Now, the IRS is looking for proof of indigent care and is expanding its purview beyond the emergency department to care given to the poor throughout the hospital.
"It's basically shining a very bright light on the community-benefits standard," said Michael Peregrine, a healthcare tax lawyer with Gardner, Carton & Douglas in Chicago.
Douglas Mancino, a healthcare tax lawyer with McDermott, Will & Emery in Los Angeles, said the memo is "a deliberate mischaracterization of what the community-benefit standard is." Mancino said the standard does not include an express charity-care requirement.
In 1999, the latest year for which figures are available from the American Hospital Association, there were 3,012 private not-for-profit hospitals, which represented 61% of the nation's 4,956 acute-care facilities. That same year, all U.S. hospitals spent $20.7 billion on uncompensated care, up from $19 billion in 1998, also according to AHA data. Uncompensated care is the total of charity care and bad debt.
In its memo, the IRS said the providing of free or subsidized care to the indigent is a big indicator to the courts and the IRS itself that a hospital promotes health for the benefit of the community. The memo cites several revenue rulings and court decisions to support its position.
The memo came from a lawyer in the IRS' office of chief counsel in Washington, and it responded to questions from a regional IRS lawyer who covered the Great Lakes and Gulf Coast areas. The regional lawyer raised the issue of whether a hospital with indigent-care policies satisfied the community-benefit requirement.
The memo includes no identifying information about the particular situation in question. An IRS spokesman had no comment on what precipitated the memo.
Still, the IRS is clear in the memo that a hospital won't qualify for an exemption unless it can document that it provides the care promised in its policies. The memo also said case law is moving in that direction.
As part of the memo, the IRS suggests a series of 14 questions an agent might ask to determine a hospital's charitable policies and activities (See chart).
The memo sends a clear message to providers. "It simply reiterated the need for hospitals and other healthcare organizations to document the actual results of their charity care, and, frankly, they are going to be doing that anyway," said Thomas Hyatt, a healthcare tax lawyer with Ober, Kaler, Grimes & Shriver in Washington.

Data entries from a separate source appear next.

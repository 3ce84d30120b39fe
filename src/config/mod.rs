//! # Stage: Reasoner Configuration
//!
//! ## Responsibility
//! Describe everything a [`crate::pipeline::Reasoner`] needs: which provider
//! and models to call, how long to wait and how often to retry, whether to
//! remember traces and when to reuse them, and how eagerly to evolve prompt
//! templates. Parsed from TOML by [`loader`] and checked by [`validation`].
//!
//! ## Guarantees
//! - Total defaults: an empty TOML document is a valid configuration
//!   (deterministic provider, memory off)
//! - Validated: [`loader`] never returns a config that fails [`validation`]
//! - Schema-exportable: [`config_json_schema`] enables IDE autocomplete
//!
//! ## NOT Responsible For
//! - Building providers (that belongs to `provider::build_provider`)
//! - Opening the trace store (that belongs to `memory`)

pub mod loader;
pub mod validation;

use crate::provider::ProviderKind;
use schemars::JsonSchema;
use serde::{Deserialize, Serialize};
use std::time::Duration;

pub use loader::{load_from_file, load_from_str};
pub use validation::{validate, ConfigError};

// ── Default value functions ──────────────────────────────────────────────

fn default_provider() -> ProviderKind {
    ProviderKind::Mock
}

fn default_main_model() -> String {
    "gpt-4o".to_string()
}

fn default_logical_weight() -> f64 {
    0.4
}

fn default_rule_weight() -> f64 {
    0.4
}

fn default_empathy_weight() -> f64 {
    0.2
}

fn default_memory_path() -> String {
    "./data/memory.db".to_string()
}

fn default_capacity() -> usize {
    1000
}

fn default_similarity_threshold() -> f64 {
    0.9
}

fn default_min_accuracy() -> f64 {
    0.85
}

fn default_min_confidence() -> f64 {
    0.8
}

fn default_freshness_ms() -> u64 {
    2000
}

fn default_max_retries() -> usize {
    3
}

fn default_timeout_ms() -> u64 {
    30_000
}

fn default_retry_backoff_ms() -> u64 {
    100
}

fn default_alpha() -> f64 {
    0.4
}

fn default_beta() -> f64 {
    0.3
}

fn default_gamma() -> f64 {
    0.001
}

fn default_theta() -> f64 {
    0.1
}

fn default_window() -> usize {
    10
}

// ── Top-level config ─────────────────────────────────────────────────────

/// Root configuration for a reasoner.
///
/// # Example
///
/// ```toml
/// provider = "anthropic"
/// credentials = "sk-..."
/// main_model = "claude-3-5-sonnet-latest"
/// simple_model = "claude-3-5-haiku-latest"
///
/// [memory]
/// enabled = true
/// path = "./data/memory.db"
///
/// [performance]
/// max_retries = 2
/// timeout_ms = 20000
/// ```
#[derive(Debug, Clone, Serialize, Deserialize, JsonSchema, PartialEq)]
pub struct ReasonerConfig {
    /// Provider backend.
    #[serde(default = "default_provider")]
    pub provider: ProviderKind,
    /// API key for network providers. Ignored by `mock`.
    #[serde(default)]
    pub credentials: String,
    /// Model used for planning and solving at depth below 3.
    #[serde(default = "default_main_model")]
    pub main_model: String,
    /// Model for quick answers, the critic and repair. Falls back to `main_model`.
    #[serde(default)]
    pub simple_model: Option<String>,
    /// Model for planning and solving at depth 3. Falls back to `main_model`.
    #[serde(default)]
    pub complex_model: Option<String>,
    /// Reasoning weights.
    #[serde(default)]
    pub weights: WeightsConfig,
    /// Trace memory and cache.
    #[serde(default)]
    pub memory: MemoryConfig,
    /// Retries and timeouts.
    #[serde(default)]
    pub performance: PerformanceConfig,
    /// Template learner.
    #[serde(default)]
    pub evolution: EvolutionConfig,
    /// Prompt seed library.
    #[serde(default)]
    pub prompts: PromptsConfig,
}

impl Default for ReasonerConfig {
    fn default() -> Self {
        Self {
            provider: default_provider(),
            credentials: String::new(),
            main_model: default_main_model(),
            simple_model: None,
            complex_model: None,
            weights: WeightsConfig::default(),
            memory: MemoryConfig::default(),
            performance: PerformanceConfig::default(),
            evolution: EvolutionConfig::default(),
            prompts: PromptsConfig::default(),
        }
    }
}

impl ReasonerConfig {
    /// Model for quick answers, the critic and repair.
    pub fn simple_model(&self) -> &str {
        self.simple_model.as_deref().unwrap_or(&self.main_model)
    }

    /// Model for planning and solving at `required_depth`.
    pub fn depth_model(&self, required_depth: u8) -> &str {
        if required_depth >= 3 {
            self.complex_model.as_deref().unwrap_or(&self.main_model)
        } else {
            &self.main_model
        }
    }

    /// Per-call provider timeout.
    pub fn timeout(&self) -> Duration {
        Duration::from_millis(self.performance.timeout_ms)
    }
}

// ── Sections ─────────────────────────────────────────────────────────────

/// Relative weights of logical, rule-based and empathetic reasoning.
#[derive(Debug, Clone, Serialize, Deserialize, JsonSchema, PartialEq)]
pub struct WeightsConfig {
    /// Logical weight.
    #[serde(default = "default_logical_weight")]
    pub logical: f64,
    /// Rule weight.
    #[serde(default = "default_rule_weight")]
    pub rule: f64,
    /// Empathy weight.
    #[serde(default = "default_empathy_weight")]
    pub empathy: f64,
}

impl Default for WeightsConfig {
    fn default() -> Self {
        Self {
            logical: default_logical_weight(),
            rule: default_rule_weight(),
            empathy: default_empathy_weight(),
        }
    }
}

/// Trace memory and cache thresholds.
#[derive(Debug, Clone, Serialize, Deserialize, JsonSchema, PartialEq)]
pub struct MemoryConfig {
    /// Whether traces are stored and the cache consulted.
    #[serde(default)]
    pub enabled: bool,
    /// SQLite database path.
    #[serde(default = "default_memory_path")]
    pub path: String,
    /// Maximum traces kept in the working set.
    #[serde(default = "default_capacity")]
    pub capacity: usize,
    /// Minimum fingerprint similarity for a cache hit.
    #[serde(default = "default_similarity_threshold")]
    pub similarity_threshold: f64,
    /// Minimum stored accuracy for a cache hit.
    #[serde(default = "default_min_accuracy")]
    pub min_accuracy: f64,
    /// Minimum stored confidence for a cache hit.
    #[serde(default = "default_min_confidence")]
    pub min_confidence: f64,
    /// A cached trace must be older than this.
    #[serde(default = "default_freshness_ms")]
    pub freshness_ms: u64,
}

impl Default for MemoryConfig {
    fn default() -> Self {
        Self {
            enabled: false,
            path: default_memory_path(),
            capacity: default_capacity(),
            similarity_threshold: default_similarity_threshold(),
            min_accuracy: default_min_accuracy(),
            min_confidence: default_min_confidence(),
            freshness_ms: default_freshness_ms(),
        }
    }
}

/// Retries and timeouts.
#[derive(Debug, Clone, Serialize, Deserialize, JsonSchema, PartialEq)]
pub struct PerformanceConfig {
    /// Attempts per solver step and per quick answer.
    #[serde(default = "default_max_retries")]
    pub max_retries: usize,
    /// Per-call provider timeout.
    #[serde(default = "default_timeout_ms")]
    pub timeout_ms: u64,
    /// Initial exponential backoff between attempts. `0` retries immediately.
    #[serde(default = "default_retry_backoff_ms")]
    pub retry_backoff_ms: u64,
}

impl Default for PerformanceConfig {
    fn default() -> Self {
        Self {
            max_retries: default_max_retries(),
            timeout_ms: default_timeout_ms(),
            retry_backoff_ms: default_retry_backoff_ms(),
        }
    }
}

/// Sliding-window learner parameters.
///
/// A step fires when `alpha(1 - acc) + beta(1 - comp) + gamma * latency_ms`,
/// averaged over a full window, exceeds `theta`.
#[derive(Debug, Clone, Serialize, Deserialize, JsonSchema, PartialEq)]
pub struct EvolutionConfig {
    /// Accuracy weight.
    #[serde(default = "default_alpha")]
    pub alpha: f64,
    /// Compliance weight.
    #[serde(default = "default_beta")]
    pub beta: f64,
    /// Latency weight, per millisecond.
    #[serde(default = "default_gamma")]
    pub gamma: f64,
    /// Firing threshold.
    #[serde(default = "default_theta")]
    pub theta: f64,
    /// Samples per window.
    #[serde(default = "default_window")]
    pub window: usize,
}

impl Default for EvolutionConfig {
    fn default() -> Self {
        Self {
            alpha: default_alpha(),
            beta: default_beta(),
            gamma: default_gamma(),
            theta: default_theta(),
            window: default_window(),
        }
    }
}

/// Prompt seed library.
#[derive(Debug, Clone, Default, Serialize, Deserialize, JsonSchema, PartialEq)]
pub struct PromptsConfig {
    /// JSON file of prompt seeds. `None` uses only the built-in templates.
    #[serde(default)]
    pub seeds_path: Option<String>,
}

/// Export the JSON Schema for [`ReasonerConfig`].
///
/// # Errors
///
/// Returns `serde_json::Error` if schema serialization fails.
///
/// # Panics
///
/// This function never panics.
pub fn config_json_schema() -> Result<String, serde_json::Error> {
    let schema = schemars::schema_for!(ReasonerConfig);
    serde_json::to_string_pretty(&schema)
}

#[cfg(test)]
mod tests {
    use super::*;

    #[test]
    fn test_defaults_match_documented_values() {
        let config = ReasonerConfig::default();
        assert_eq!(config.provider, ProviderKind::Mock);
        assert_eq!(config.weights, WeightsConfig { logical: 0.4, rule: 0.4, empathy: 0.2 });
        assert!(!config.memory.enabled);
        assert_eq!(config.memory.path, "./data/memory.db");
        assert_eq!(config.memory.capacity, 1000);
        assert_eq!(config.performance.max_retries, 3);
        assert_eq!(config.performance.timeout_ms, 30_000);
        assert_eq!(config.evolution.window, 10);
    }

    #[test]
    fn test_model_selection_falls_back_to_main() {
        let mut config = ReasonerConfig {
            main_model: "main".into(),
            ..ReasonerConfig::default()
        };
        assert_eq!(config.simple_model(), "main");
        assert_eq!(config.depth_model(3), "main");

        config.simple_model = Some("small".into());
        config.complex_model = Some("large".into());
        assert_eq!(config.simple_model(), "small");
        assert_eq!(config.depth_model(2), "main");
        assert_eq!(config.depth_model(3), "large");
    }

    #[test]
    fn test_provider_kind_deserializes_openai_alias() {
        let kind: ProviderKind = serde_json::from_str("\"openai\"").expect("test: deserialization");
        assert_eq!(kind, ProviderKind::OpenAi);
    }

    #[test]
    fn test_config_json_schema_produces_valid_json() {
        let schema = config_json_schema().expect("test: schema export");
        let parsed: serde_json::Value =
            serde_json::from_str(&schema).expect("test: schema is valid JSON");
        assert!(parsed.get("properties").is_some() || parsed.get("$ref").is_some());
    }
}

At the Bon Secours Health System, Marriottsville, Md., documenting charity care and other community benefits already is business as usual. The 24-hospital system has policies for tracking what it calls community commitments, which include charity care, in-kind services, direct support and advocacy, said Joeann Karibo, Bon Secours' director of community commitment.
She said hospital bills can help document the indigent care hospitals provide because even though someone can't pay, a bill is still generated detailing what care was received.
In the fiscal year ended Aug. 31, 2000, Bon Secours' community commitments totaled $86.3 million.